Were Abdurahman al-Shubati a U.S. citizen, his case would be featured on CNN, his face plastered on television screens next to a graphic listing his days in prison without trial. Some go-getting entrepreneur would be selling yellow wristbands with his name and "#solidarity" printed on them. The president, affecting the right level of empathy for the family and strong but stately anger toward his captors, would be telling us: "Never forget" and "There will be justice."
But Abdurahman was born in Yemen. Which means he's not entitled to all those rights said to be endowed to us by our creator, at least in the eyes of the US government. And that means, despite being detained since 2001 and formally cleared of any wrongdoing in 2008, he remains trapped in a prison cell at Guantanamo Bay, slowly starving to death. A combination of racism, Islamophobia and simple guilt by association, have caused the U.S. government to keep him locked up.
Since Barack Obama became U.S. president after pledging to close Guantanamo, which his administration is now seeking to expand, conditions at the military prison have only gotten worse, prisoners there who were once promised their freedom complaining of physical and mental torture.
Though he has unilaterally waged war, Obama has decided that he can't -- nay, won't -- unilaterally free them. In fact, the opposite: he issued an executive order creating "a formal system of indefinite detention for those held at the US military prison at Guantanamo Bay."

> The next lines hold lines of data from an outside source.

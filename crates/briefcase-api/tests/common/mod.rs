#![allow(dead_code)]

use axum::{
    body::{to_bytes, Body},
    http::{Request, Response},
    Router,
};
use std::sync::Arc;
use tower::ServiceExt;

use briefcase_api::{build_router, AppState, Config};

/// Test configuration with every upstream pointed at `upstream`
pub fn test_config(upstream: &str) -> Config {
    let toml = format!(
        r#"
        [server]
        host = "127.0.0.1"
        port = 0

        [cors]
        enabled = true
        origins = ["*"]

        [llm]
        model = "gpt-4o-mini"
        temperature = 0.2
        seed = 42
        base_url = "{upstream}"

        [billing]
        base_url = "{upstream}"
        price_id = "price_test"
        success_url = "http://localhost:3000/ok?session_id={{CHECKOUT_SESSION_ID}}"
        cancel_url = "http://localhost:3000/cancel"

        [tracing]
        enabled = true
        host = "{upstream}"

        [storage]
        backend = "memory"

        [prospects]
        max_page_chars = 2000
        fetch_timeout_secs = 5
        allow_private_hosts = true

        [logging]
        level = "debug"
        format = "pretty"
        "#
    );

    let mut config: Config = toml::from_str(&toml).unwrap();
    config.openai_api_key = "sk-server".to_string();
    config
}

pub async fn app_with(config: Config) -> (Router, Arc<AppState>) {
    let state = Arc::new(AppState::from_config(config).await.unwrap());
    (build_router(state.clone()), state)
}

/// Router with the LLM pointed at `upstream`, no billing and no tracing
pub async fn app(upstream: &str) -> Router {
    app_with(test_config(upstream)).await.0
}

/// Router with billing (and the payment processor) at `upstream`
pub async fn billing_app(upstream: &str) -> Router {
    let mut config = test_config(upstream);
    config.stripe_secret_key = Some("sk_test_123".to_string());
    app_with(config).await.0
}

pub async fn send(app: &Router, request: Request<Body>) -> Response<Body> {
    app.clone().oneshot(request).await.unwrap()
}

pub fn json_request(method: &str, uri: &str, body: serde_json::Value) -> Request<Body> {
    Request::builder()
        .method(method)
        .uri(uri)
        .header("content-type", "application/json")
        .body(Body::from(body.to_string()))
        .unwrap()
}

pub fn get(uri: &str) -> Request<Body> {
    Request::builder().uri(uri).body(Body::empty()).unwrap()
}

pub async fn body_text(response: Response<Body>) -> String {
    let bytes = to_bytes(response.into_body(), usize::MAX).await.unwrap();
    String::from_utf8(bytes.to_vec()).unwrap()
}

pub async fn body_json(response: Response<Body>) -> serde_json::Value {
    serde_json::from_str(&body_text(response).await).unwrap()
}

/// Non-streaming chat completion reply carrying `content`
pub fn completion_body(content: &str) -> String {
    serde_json::json!({
        "id": "chatcmpl-1",
        "model": "gpt-4o-mini",
        "choices": [{
            "index": 0,
            "message": { "role": "assistant", "content": content },
            "finish_reason": "stop"
        }],
        "usage": { "prompt_tokens": 12, "completion_tokens": 8, "total_tokens": 20 }
    })
    .to_string()
}

/// SSE body streaming `deltas` then `[DONE]`
pub fn sse_body(deltas: &[&str]) -> String {
    let mut body = String::new();
    for delta in deltas {
        let chunk = serde_json::json!({
            "id": "chatcmpl-1",
            "model": "gpt-4o-mini",
            "choices": [{ "index": 0, "delta": { "content": delta }, "finish_reason": null }]
        });
        body.push_str(&format!("data: {}\n\n", chunk));
    }
    body.push_str("data: [DONE]\n\n");
    body
}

The Obama administration has unilaterally decided that dozens of men will never be tried so much as in a military tribunal because the evidence against them was obtained through torture, but that they can never be freed because they are nonetheless deemed "too dangerous."
Not that the U.S. government is too keen on freeing anyone else, either. A U.S. military committee has already determined that Abdurahman, like 57 other Yemenis imprisoned at Guantanamo, should be returned home; that he spent his 20s in prison for a crime he didn't commit and with which he wasn't even charged, much less convicted. Obama, however, refuses to release the men, ostensibly out of fear they may seek revenge against their former captors once they return to Yemen.
Understandably, this has created a sense of hopelessness among the 166 people still imprisoned at Guantanamo. More than 100 of them are now on a hunger strike. What other option is left them at this point? Because of their symbolic act of defiance, however, they are being tortured even more -- "how dare you embarrass us by dying" -- with U.S. personnel force-feeding them to avoid another public relations problem (the United Nations says the practice is simply "unjustifiable").
"Can you imagine what this is like for a mother?" asks Abdurahman's own mom in an appeal for his freedom. "To imagine my son in such a loveless place, refusing nourishment to protest his detention; to think of him being painfully force fed -- it breaks my heart every second of every day. Don't they realize we are human beings, not stones?"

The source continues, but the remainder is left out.